However, real-time control of stimulation intensity is still not available in existing devices [3]. The modulation of FES intensity to provide more optimized delivery of stimulation and also to regulate dorsiflexion in the presence of disturbances, such as fatigue and spasticity may increase the number of potential users of the technology [26].

It would also be of great importance to be able to analyze the orthotic and clinical outcome of other type of stimulation strategies other than triggering ON and OFF a fixed pattern based on gait events. Some research studies have suggested that improvement in orthotic performance could be achieved using stimulus intensity shapes matching more closely the natural tibialis anterior biphasic activation pattern than the trapezoidal shape classically used in the stimulators [2731].

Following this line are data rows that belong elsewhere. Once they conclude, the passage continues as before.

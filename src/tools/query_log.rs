//! Query log tool.
//!
//! This module implements `read_sql_list`: recent SQL text from the DBQL
//! views, newest first.

use crate::config::DEFAULT_SQL_LIST_DAYS;
use crate::db::{CatalogSession, PlaceholderStyle, QueryBuilder};
use crate::error::DbResult;
use crate::models::{Statement, create_response};
use crate::tools::{fetch_records, tool_metadata};
use schemars::JsonSchema;
use serde::Deserialize;
use serde_json::json;
use tracing::{debug, info};

/// Input for the read_sql_list tool.
#[derive(Debug, Clone, Default, Deserialize, JsonSchema)]
pub struct ReadSqlListInput {
    /// Only return queries run by this user. Empty or omitted returns all users.
    #[serde(default)]
    pub user_name: Option<String>,
    /// Number of days of query log to return. Default: 7. A negative window
    /// lies in the future and matches no rows.
    #[serde(default)]
    pub no_days: Option<i64>,
}

/// Build the `read_sql_list` statement.
///
/// The day window is bound as given; the database evaluates it.
pub fn sql_list_statement(input: &ReadSqlListInput, style: PlaceholderStyle) -> Statement {
    let no_days = input.no_days.unwrap_or(DEFAULT_SQL_LIST_DAYS);

    QueryBuilder::select([
        "t1.QueryID",
        "t1.ProcID",
        "t1.CollectTimeStamp",
        "t1.SqlTextInfo",
        "t2.UserName",
    ])
    .from("DBC.QryLogSqlV t1\nJOIN DBC.QryLogV t2\nON t1.QueryID = t2.QueryID")
    .filter_bound(
        "t1.CollectTimeStamp >= CURRENT_TIMESTAMP - CAST(? AS INTERVAL DAY(4))",
        no_days,
    )
    .filter_eq("t2.UserName", input.user_name.as_deref())
    .order_by("t1.CollectTimeStamp DESC")
    .build(style)
}

pub struct QueryLogToolHandler<S> {
    session: S,
}

impl<S: CatalogSession> QueryLogToolHandler<S> {
    pub fn new(session: S) -> Self {
        Self { session }
    }

    /// Handle the read_sql_list tool call.
    pub async fn read_sql_list(&self, input: ReadSqlListInput) -> DbResult<String> {
        debug!(
            user_name = ?input.user_name,
            no_days = ?input.no_days,
            "Tool: read_sql_list"
        );

        let statement = sql_list_statement(&input, self.session.placeholder_style());
        let records = fetch_records(&self.session, &statement).await?;

        info!(tool = "read_sql_list", row_count = records.len(), "Tool completed");

        let mut metadata = tool_metadata("read_sql_list");
        metadata.insert("user_name".into(), json!(input.user_name));
        metadata.insert("no_days".into(), json!(input.no_days));
        metadata.insert("total_queries".into(), records.len().into());
        create_response(records, Some(metadata))
    }
}
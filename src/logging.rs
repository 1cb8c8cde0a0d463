//! Explicit logging initialization.
//!
//! The tools only emit `tracing` events. A host process that wants them on
//! stderr calls [`init_tracing`] once at startup; stdout stays free for
//! protocol traffic.

use crate::config::LogConfig;
use crate::error::{DbError, DbResult};
use tracing_subscriber::{EnvFilter, fmt, prelude::*};

/// Install the global tracing subscriber.
///
/// `RUST_LOG` takes precedence over `config.level`. Fails if a global
/// subscriber is already installed.
pub fn init_tracing(config: &LogConfig) -> DbResult<()> {
    let filter =
        EnvFilter::try_from_default_env().unwrap_or_else(|_| EnvFilter::new(&config.level));

    let subscriber = tracing_subscriber::registry().with(filter);

    let result = if config.json {
        subscriber
            .with(fmt::layer().json().with_writer(std::io::stderr))
            .try_init()
    } else {
        subscriber
            .with(
                fmt::layer()
                    .with_target(true)
                    .with_thread_ids(false)
                    .with_writer(std::io::stderr),
            )
            .try_init()
    };

    result.map_err(|e| DbError::internal(format!("Failed to initialize logging: {}", e)))
}
//! Tool behavior against a recording session.
//!
//! These tests verify statement selection, metadata and envelope shape, and
//! that session errors reach the caller unchanged.

use chrono::NaiveDate;
use rust_decimal::Decimal;
use std::future::Future;
use std::sync::{Arc, Mutex};
use td_dba_tools::db::{CatalogSession, PlaceholderStyle};
use td_dba_tools::error::{DbError, DbResult};
use td_dba_tools::models::{QueryParam, ResultSet, SqlValue, Statement};
use td_dba_tools::tools::{
    QueryLogToolHandler, RESUSAGE_SUMMARY_COMMENT, RESUSAGE_SUMMARY_SQL, ReadDatabaseSpaceInput,
    ReadSqlListInput, ReadTableSpaceInput, SpaceToolHandler, SystemToolHandler,
};

/// Returns a canned result (or error) and records every statement it is given.
#[derive(Default)]
struct RecordingSession {
    result: ResultSet,
    error_message: Option<String>,
    style: PlaceholderStyle,
    statements: Mutex<Vec<Statement>>,
}

impl RecordingSession {
    fn returning(columns: &[&str], rows: Vec<Vec<SqlValue>>) -> Self {
        Self {
            result: ResultSet::new(columns.iter().map(|c| c.to_string()).collect(), rows),
            ..Self::default()
        }
    }

    fn failing(message: &str) -> Self {
        Self {
            error_message: Some(message.to_string()),
            ..Self::default()
        }
    }

    fn statements(&self) -> Vec<Statement> {
        self.statements.lock().unwrap().clone()
    }
}

impl CatalogSession for RecordingSession {
    fn fetch_all(&self, statement: &Statement) -> impl Future<Output = DbResult<ResultSet>> + Send {
        self.statements.lock().unwrap().push(statement.clone());
        let outcome = match &self.error_message {
            Some(message) => Err(DbError::database(
                message.clone(),
                Some("3807".to_string()),
                "Check that the catalog views exist and the user has SELECT on DBC",
            )),
            None => Ok(self.result.clone()),
        };
        async move { outcome }
    }

    fn placeholder_style(&self) -> PlaceholderStyle {
        self.style
    }
}

// =========================================================================
// read_sql_list
// =========================================================================

#[tokio::test]
async fn test_read_sql_list_envelope() {
    let collected = NaiveDate::from_ymd_opt(2024, 5, 1)
        .unwrap()
        .and_hms_opt(10, 15, 30)
        .unwrap();
    let session = RecordingSession::returning(
        &["QueryID", "ProcID", "CollectTimeStamp", "SqlTextInfo", "UserName"],
        vec![vec![
            SqlValue::Decimal(Decimal::from(307192)),
            SqlValue::Decimal(Decimal::from(30719)),
            SqlValue::Timestamp(collected),
            SqlValue::Text("SELECT 1".into()),
            SqlValue::Text("etl_batch".into()),
        ]],
    );
    let handler = QueryLogToolHandler::new(session);

    let out = handler
        .read_sql_list(ReadSqlListInput {
            user_name: Some("etl_batch".into()),
            no_days: Some(3),
        })
        .await
        .unwrap();

    assert_eq!(
        out,
        r#"{"status":"success","metadata":{"tool_name":"read_sql_list","user_name":"etl_batch","no_days":3,"total_queries":1},"results":[{"QueryID":307192.0,"ProcID":30719.0,"CollectTimeStamp":"2024-05-01T10:15:30","SqlTextInfo":"SELECT 1","UserName":"etl_batch"}]}"#
    );
}

#[tokio::test]
async fn test_read_sql_list_binds_user_and_days() {
    let session = Arc::new(RecordingSession::default());
    let handler = QueryLogToolHandler::new(session.clone());

    handler
        .read_sql_list(ReadSqlListInput {
            user_name: Some("O'Brien".into()),
            no_days: Some(14),
        })
        .await
        .unwrap();

    let statements = session.statements();
    assert_eq!(statements.len(), 1);
    assert!(!statements[0].sql.contains("O'Brien"));
    assert_eq!(
        statements[0].params,
        vec![QueryParam::Int(14), QueryParam::from("O'Brien")]
    );
}

#[tokio::test]
async fn test_read_sql_list_negative_days_is_an_empty_success() {
    let session = Arc::new(RecordingSession::default());
    let handler = QueryLogToolHandler::new(session.clone());

    let out = handler
        .read_sql_list(ReadSqlListInput {
            user_name: None,
            no_days: Some(-3),
        })
        .await
        .unwrap();

    assert_eq!(
        out,
        r#"{"status":"success","metadata":{"tool_name":"read_sql_list","user_name":null,"no_days":-3,"total_queries":0},"results":[]}"#
    );
    assert_eq!(session.statements()[0].params, vec![QueryParam::Int(-3)]);
}

// =========================================================================
// read_table_space / read_database_space
// =========================================================================

#[tokio::test]
async fn test_absent_inputs_echo_as_null() {
    let handler = SpaceToolHandler::new(RecordingSession::default());

    let out = handler
        .read_table_space(ReadTableSpaceInput::default())
        .await
        .unwrap();

    assert_eq!(
        out,
        r#"{"status":"success","metadata":{"tool_name":"read_table_space","db_name":null,"table_name":null,"total_tables":0},"results":[]}"#
    );
}

#[tokio::test]
async fn test_empty_inputs_echo_as_empty_strings() {
    let session = Arc::new(RecordingSession::default());
    let handler = SpaceToolHandler::new(session.clone());

    let out = handler
        .read_table_space(ReadTableSpaceInput {
            db_name: Some(String::new()),
            table_name: Some(String::new()),
        })
        .await
        .unwrap();

    assert!(out.contains(r#""db_name":"","table_name":"""#));
    assert!(session.statements()[0].params.is_empty());
    assert!(!session.statements()[0].sql.contains("WHERE"));
}

#[tokio::test]
async fn test_postgres_placeholders_are_numbered() {
    let session = Arc::new(RecordingSession {
        style: PlaceholderStyle::Dollar,
        ..RecordingSession::default()
    });
    let handler = SpaceToolHandler::new(session.clone());

    handler
        .read_table_space(ReadTableSpaceInput {
            db_name: Some("Sales".into()),
            table_name: Some("Orders".into()),
        })
        .await
        .unwrap();

    let sql = &session.statements()[0].sql;
    assert!(sql.contains("DatabaseName = $1"));
    assert!(sql.contains("TableName = $2"));
    assert!(!sql.contains('?'));
}

#[tokio::test]
async fn test_database_space_counts_databases() {
    let session = RecordingSession::returning(
        &["DatabaseName", "SpaceAllocated_GB", "SpaceUsed_GB", "FreeSpace_GB", "PercentUsed"],
        vec![
            vec![
                "Sales".into(),
                SqlValue::Decimal(Decimal::new(1000, 2)),
                SqlValue::Decimal(Decimal::new(250, 2)),
                SqlValue::Decimal(Decimal::new(750, 2)),
                SqlValue::Decimal(Decimal::new(2500, 2)),
            ],
            vec![
                "HR".into(),
                SqlValue::Decimal(Decimal::new(100, 2)),
                SqlValue::Decimal(Decimal::new(75, 2)),
                SqlValue::Decimal(Decimal::new(25, 2)),
                SqlValue::Null,
            ],
        ],
    );
    let handler = SpaceToolHandler::new(session);

    let out = handler
        .read_database_space(ReadDatabaseSpaceInput::default())
        .await
        .unwrap();
    let value: serde_json::Value = serde_json::from_str(&out).unwrap();

    assert_eq!(value["metadata"]["total_databases"], 2);
    assert_eq!(value["results"][0]["SpaceAllocated_GB"], 10.0);
    assert_eq!(value["results"][1]["PercentUsed"], serde_json::Value::Null);
}

#[tokio::test]
async fn test_session_errors_propagate_unchanged() {
    let handler = SpaceToolHandler::new(RecordingSession::failing(
        "Object 'DBC.DiskSpaceV' does not exist.",
    ));

    let err = handler
        .read_database_space(ReadDatabaseSpaceInput {
            db_name: Some("Sales".into()),
        })
        .await
        .unwrap_err();

    match err {
        DbError::Database {
            message, sql_state, ..
        } => {
            assert_eq!(message, "Object 'DBC.DiskSpaceV' does not exist.");
            assert_eq!(sql_state.as_deref(), Some("3807"));
        }
        other => panic!("unexpected error: {other:?}"),
    }
}

// =========================================================================
// read_database_version / read_resusage_summary
// =========================================================================

#[tokio::test]
async fn test_read_database_version() {
    let session = Arc::new(RecordingSession::returning(
        &["InfoKey", "InfoData"],
        vec![
            vec!["VERSION".into(), "17.20.03.09".into()],
            vec!["LANGUAGE SUPPORT MODE".into(), "Standard".into()],
        ],
    ));
    let handler = SystemToolHandler::new(session.clone());

    let out = handler.read_database_version().await.unwrap();

    assert_eq!(
        out,
        r#"{"status":"success","metadata":{"tool_name":"read_database_version","total_rows":2},"results":[{"InfoKey":"VERSION","InfoData":"17.20.03.09"},{"InfoKey":"LANGUAGE SUPPORT MODE","InfoData":"Standard"}]}"#
    );
    assert_eq!(
        session.statements()[0],
        Statement::new("SELECT InfoKey, InfoData\nFROM DBC.DBCInfoV")
    );
}

#[tokio::test]
async fn test_read_resusage_summary_comment_follows_count() {
    let session = Arc::new(RecordingSession::default());
    let handler = SystemToolHandler::new(session.clone());

    let out = handler.read_resusage_summary().await.unwrap();

    let expected = format!(
        r#"{{"status":"success","metadata":{{"tool_name":"read_resusage_summary","total_rows":0,"comment":"{}"}},"results":[]}}"#,
        RESUSAGE_SUMMARY_COMMENT
    );
    assert_eq!(out, expected);
    assert_eq!(session.statements()[0], Statement::new(RESUSAGE_SUMMARY_SQL));
}

#[tokio::test]
async fn test_handlers_share_one_session() {
    let session = Arc::new(RecordingSession::default());
    let space = SpaceToolHandler::new(session.clone());
    let system = SystemToolHandler::new(session.clone());

    space
        .read_table_space(ReadTableSpaceInput::default())
        .await
        .unwrap();
    system.read_database_version().await.unwrap();

    assert_eq!(session.statements().len(), 2);
}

In this article we propose to extract continuous tilt angle information from one inertial sensor fixed on patient shank. As a first attempt to use this real-time information, we show the feasibility of triggering an electrical stimulator based this information. We embedded our gait observation algorithm within a system involving a commonly used Odstock stimulator. The goal was to show the feasibility of processing the gait cycle index (GCI) from one sensor, and to use it to pilot the stimulator.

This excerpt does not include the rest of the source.